If your business is the manufacture of a product which is key to your customers’ business, you may think that you can always threaten to withhold supplies to ensure your invoices get paid. If so, the recent first instance decision in the case of Medina Dairy Ltd v Nampak Plastics Europe Ltd serves as a reminder that this isn’t necessarily the case and you may need to think again.
Whilst a refusal to supply product in those circumstances may well amount to a breach of contract giving rise to a potential liability for damages, examples of a manufacturer being ordered to continue supplies against its will (and therefore being deprived of the leverage which the threat of stopping supplies might give) are quite rare. Less rare will be an order for “specific performance” in a straightforward sale scenario where the asset being sold is to a greater or lesser extent unique so that the buyer is unable to easily source a replacement and/or where the mechanics of transfer are straightforward.

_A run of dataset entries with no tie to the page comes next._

// src/extractors/resolve.rs
use indexmap::IndexMap;

use super::grid::{is_blank, Row};
use super::matching::{match_exact, match_partial, normalize};

/// Default lookahead when chasing keyword fragments across header cells.
pub const DEFAULT_RESOLVE_DISTANCE: usize = 2;

/// Where a requested column lives in the header row. Most columns resolve to
/// a single index; a value split across exactly two near-adjacent cells
/// (e.g. a share fraction under "최종"+"지분" fragments) resolves to a pair.
#[derive(Debug, Clone, Copy, PartialEq, Eq)]
pub enum ColumnRef {
    Single(usize),
    Pair(usize, usize),
}

/// Requested semantic keyword -> resolved column position. Unresolved
/// keywords are simply absent; downstream extraction renders them as empty
/// strings rather than aborting the document.
pub type ColumnMap = IndexMap<String, ColumnRef>;

/// Resolves each keyword against a reconciled header row.
///
/// Strategies are tried in priority order, first success wins:
/// 1. plain partial match over the header cells;
/// 2. adjacency-aware fragment match within `max_distance` positions.
pub fn resolve_columns(header: &Row, keywords: &[String], max_distance: usize) -> ColumnMap {
    let mut columns = ColumnMap::new();
    for keyword in keywords {
        let resolved = scan_partial(header, keyword)
            .map(ColumnRef::Single)
            .or_else(|| adjacent_fragment_match(header, keyword, max_distance));
        match resolved {
            Some(column) => {
                columns.insert(keyword.clone(), column);
            }
            None => tracing::debug!("Column keyword '{}' not resolved in header", keyword),
        }
    }
    columns
}

/// Exact-match-only resolution, used where headers must be unambiguous.
pub fn resolve_columns_exact(header: &Row, keywords: &[String]) -> ColumnMap {
    let mut columns = ColumnMap::new();
    for keyword in keywords {
        let hit = header
            .iter()
            .find(|(_, cell)| match_exact(cell, keyword))
            .map(|(idx, _)| idx);
        if let Some(idx) = hit {
            columns.insert(keyword.clone(), ColumnRef::Single(idx));
        }
    }
    columns
}

fn scan_partial(header: &Row, keyword: &str) -> Option<usize> {
    header
        .iter()
        .find(|(_, cell)| match_partial(cell, keyword))
        .map(|(idx, _)| idx)
}

/// Chases a keyword split across neighboring cells: a cell holding a leading
/// chunk of the keyword starts the match, and each following chunk must
/// appear within `max_distance` positions ahead. Single characters are the
/// degenerate chunk size. A match consumed from exactly two cells resolves to
/// a pair so the value cells underneath can be rejoined later.
fn adjacent_fragment_match(header: &Row, keyword: &str, max_distance: usize) -> Option<ColumnRef> {
    let target = normalize(keyword);
    if target.chars().count() <= 1 {
        return None;
    }

    for (start, cell) in header.iter() {
        let first = normalize(cell);
        if first.is_empty() || first.len() >= target.len() || !target.starts_with(&first) {
            continue;
        }

        let mut consumed = first.len();
        let mut current = start;
        let mut cells_used = vec![start];

        'extend: while consumed < target.len() {
            for offset in 1..=max_distance {
                let next = current + offset;
                let chunk = normalize(header.get(next));
                if !chunk.is_empty() && target[consumed..].starts_with(&chunk) {
                    consumed += chunk.len();
                    current = next;
                    cells_used.push(next);
                    continue 'extend;
                }
            }
            break;
        }

        if consumed == target.len() {
            return Some(match cells_used.as_slice() {
                [first_idx, second_idx] => ColumnRef::Pair(*first_idx, *second_idx),
                _ => ColumnRef::Single(start),
            });
        }
    }

    None
}

/// True when the header cell immediately right of `index` carries no label,
/// i.e. a value may have spilled into it.
pub fn has_blank_right_neighbor(header: &Row, index: usize) -> bool {
    is_blank(header.get(index + 1))
}

#[cfg(test)]
mod tests {
    use super::*;

    fn keywords(words: &[&str]) -> Vec<String> {
        words.iter().map(|w| w.to_string()).collect()
    }

    #[test]
    fn partial_scan_wins_first() {
        let row = Row::from_cells(["", "등기 명의인", "", "", "주소"]);
        let cols = resolve_columns(&row, &keywords(&["등기명의인", "주소"]), 2);
        assert_eq!(cols.get("등기명의인"), Some(&ColumnRef::Single(1)));
        assert_eq!(cols.get("주소"), Some(&ColumnRef::Single(4)));
    }

    #[test]
    fn character_cells_resolve_to_start_index() {
        let row = Row::from_cells(["주", "", "소"]);
        let cols = resolve_columns(&row, &keywords(&["주소"]), 2);
        // two cells consumed -> pair, anchored at the first fragment
        assert_eq!(cols.get("주소"), Some(&ColumnRef::Pair(0, 2)));
    }

    #[test]
    fn fragment_cells_resolve_to_pair() {
        let mut row = Row::new();
        row.set(4, "최종");
        row.set(6, "지분");
        let cols = resolve_columns(&row, &keywords(&["최종지분"]), 2);
        assert_eq!(cols.get("최종지분"), Some(&ColumnRef::Pair(4, 6)));
    }

    #[test]
    fn fragments_beyond_distance_do_not_resolve() {
        let mut row = Row::new();
        row.set(0, "최종");
        row.set(4, "지분");
        let cols = resolve_columns(&row, &keywords(&["최종지분"]), 2);
        assert!(cols.is_empty());
    }

    #[test]
    fn long_fragment_chains_resolve_to_single_start() {
        let row = Row::from_cells(["순", "위", "번", "호"]);
        let cols = resolve_columns(&row, &keywords(&["순위번호"]), 2);
        assert_eq!(cols.get("순위번호"), Some(&ColumnRef::Single(0)));
    }

    #[test]
    fn unresolved_keywords_are_absent_not_errors() {
        let row = Row::from_cells(["등기목적"]);
        let cols = resolve_columns(&row, &keywords(&["대상소유자"]), 2);
        assert!(cols.get("대상소유자").is_none());
    }

    #[test]
    fn exact_resolution_rejects_supersets() {
        let row = Row::from_cells(["순위번호 외", "", "", "", "순위번호"]);
        let cols = resolve_columns_exact(&row, &keywords(&["순위번호"]));
        assert_eq!(cols.get("순위번호"), Some(&ColumnRef::Single(4)));
    }
}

However, in the Medina Dairy case the Court granted an injunction to force a bottle manufacturer to continue to supply a dairy customer despite its failure to pay numerous invoices. The dairy appears to have satisfied the judge that it had no other source of supply and that damages could not properly compensate it for the losses it would, therefore, suffer if the manufacturer suspended supplies.
The lessons of this case for commercial parties agreeing supply contracts are straightforward. For manufacturers, aim for an express term which allows you to at least suspend supplies, if not terminate the contract, where invoices are unpaid; and/or, for an express exclusion of specific performance as a remedy for any actual or threatened breach of contract (as non-supply would in this case have been). The buyer will want to resist the inclusion of such terms.